Clinical predictors of a positive test result in patients undergoing genetic evaluation for a hereditary kidney cancer syndrome

Can Urol Assoc J. 2020 Aug;14(8):274-280. doi: 10.5489/cuaj.6264.

Abstract

Introduction: Guidelines are available to assist providers in identifying patients with renal cell carcinoma (RCC) that may benefit from genetic counselling, however, the evidence for these recommendations lacks support from the literature and controversy remains as to who should be referred. We aimed to delineate risk factors associated with a positive genetic test in a real-life cohort of patients with RCC referred to a regional medical genetics unit for evaluation of a hereditary kidney cancer syndrome.

Methods: Patients with a diagnosis of RCC referred to Maritime Medical Genetics Service (Nova Scotia, Canada) from 2006-2017 were reviewed using retrospective data. The primary outcome was identification of clinical features that were associated with a positive test result.

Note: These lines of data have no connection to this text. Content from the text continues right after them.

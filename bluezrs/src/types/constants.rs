//! Constants for the BlueZ D-Bus API.
//!
//! Service, interface and error names published by the BlueZ daemon and the
//! freedesktop standard interfaces it implements.

/// Well-known bus name of the BlueZ daemon.
pub const BLUEZ_SERVICE: &str = "org.bluez";

/// Root object path of the BlueZ object tree.
pub const BLUEZ_ROOT_PATH: &str = "/org/bluez";

/// Path the daemon exports its `ObjectManager` at.
pub const OBJECT_MANAGER_PATH: &str = "/";

/// BlueZ interface names.
pub mod interface {
    pub const ADAPTER: &str = "org.bluez.Adapter1";
    pub const DEVICE: &str = "org.bluez.Device1";
    pub const AGENT: &str = "org.bluez.Agent1";
    pub const AGENT_MANAGER: &str = "org.bluez.AgentManager1";
    pub const GATT_MANAGER: &str = "org.bluez.GattManager1";
    pub const GATT_PROFILE: &str = "org.bluez.GattProfile1";
    pub const GATT_SERVICE: &str = "org.bluez.GattService1";
    pub const GATT_CHARACTERISTIC: &str = "org.bluez.GattCharacteristic1";
    pub const GATT_DESCRIPTOR: &str = "org.bluez.GattDescriptor1";
    pub const LE_ADVERTISING_MANAGER: &str = "org.bluez.LEAdvertisingManager1";
    pub const LE_ADVERTISEMENT: &str = "org.bluez.LEAdvertisement1";

    pub const PROPERTIES: &str = "org.freedesktop.DBus.Properties";
    pub const OBJECT_MANAGER: &str = "org.freedesktop.DBus.ObjectManager";
}

/// D-Bus error names the binding classifies.
///
/// Anything not listed here is surfaced as a method error carrying the
/// daemon's name and message verbatim.
pub mod error_name {
    pub const UNKNOWN_PROPERTY: &str = "org.freedesktop.DBus.Error.UnknownProperty";
    pub const UNKNOWN_OBJECT: &str = "org.freedesktop.DBus.Error.UnknownObject";
    pub const UNKNOWN_INTERFACE: &str = "org.freedesktop.DBus.Error.UnknownInterface";
    pub const UNKNOWN_METHOD: &str = "org.freedesktop.DBus.Error.UnknownMethod";
    pub const SERVICE_UNKNOWN: &str = "org.freedesktop.DBus.Error.ServiceUnknown";
    pub const NAME_HAS_NO_OWNER: &str = "org.freedesktop.DBus.Error.NameHasNoOwner";
    pub const NO_REPLY: &str = "org.freedesktop.DBus.Error.NoReply";
    pub const DISCONNECTED: &str = "org.freedesktop.DBus.Error.Disconnected";
    pub const PROPERTY_READ_ONLY: &str = "org.freedesktop.DBus.Error.PropertyReadOnly";
    pub const ACCESS_DENIED: &str = "org.freedesktop.DBus.Error.AccessDenied";
    pub const INVALID_SIGNATURE: &str = "org.freedesktop.DBus.Error.InvalidSignature";
    pub const INVALID_ARGS: &str = "org.freedesktop.DBus.Error.InvalidArgs";
    pub const OBJECT_PATH_IN_USE: &str = "org.freedesktop.DBus.Error.ObjectPathInUse";
    pub const BLUEZ_NOT_PERMITTED: &str = "org.bluez.Error.NotPermitted";
    pub const BLUEZ_NOT_AUTHORIZED: &str = "org.bluez.Error.NotAuthorized";
    pub const BLUEZ_DOES_NOT_EXIST: &str = "org.bluez.Error.DoesNotExist";
    pub const BLUEZ_REJECTED: &str = "org.bluez.Error.Rejected";
    pub const BLUEZ_CANCELED: &str = "org.bluez.Error.Canceled";
}

/// Defaults applied by [`BusConfig`](crate::BusConfig).
pub mod defaults {
    /// Capacity of each signal delivery channel.
    ///
    /// Once full, the transport-side forwarder waits for the consumer.
    pub const SIGNAL_CHANNEL_CAPACITY: usize = 32;
}

/// Base UUID of the Bluetooth SIG 16/32-bit UUID space.
pub const BLUETOOTH_BASE_UUID: u128 = 0x0000_0000_0000_1000_8000_0080_5f9b_34fb;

Logistic regression models were used for analysis.

Results: A total of 135 patients were referred to medical genetics for evaluation; 102 patients were evaluated, 75 underwent testing, and 74 were included in the final analysis. Five patients tested positive: three Birt-Hogg-Dubé, one Cowden syndrome, and one Von Hippel-Lindau. Presence of dermatological lesions (specifically fibrofolliculomas) and more than two high-risk features were the only predictors of a positive test result.

Conclusions: The presence of dermatological lesions and more than two high-risk features are the only predictors of a positive test result in patients with a suspected hereditary kidney cancer syndrome. These findings are not reflected in current guidelines, and the clinical implementation of our results may improve the identification of high-risk patients for genetic counselling.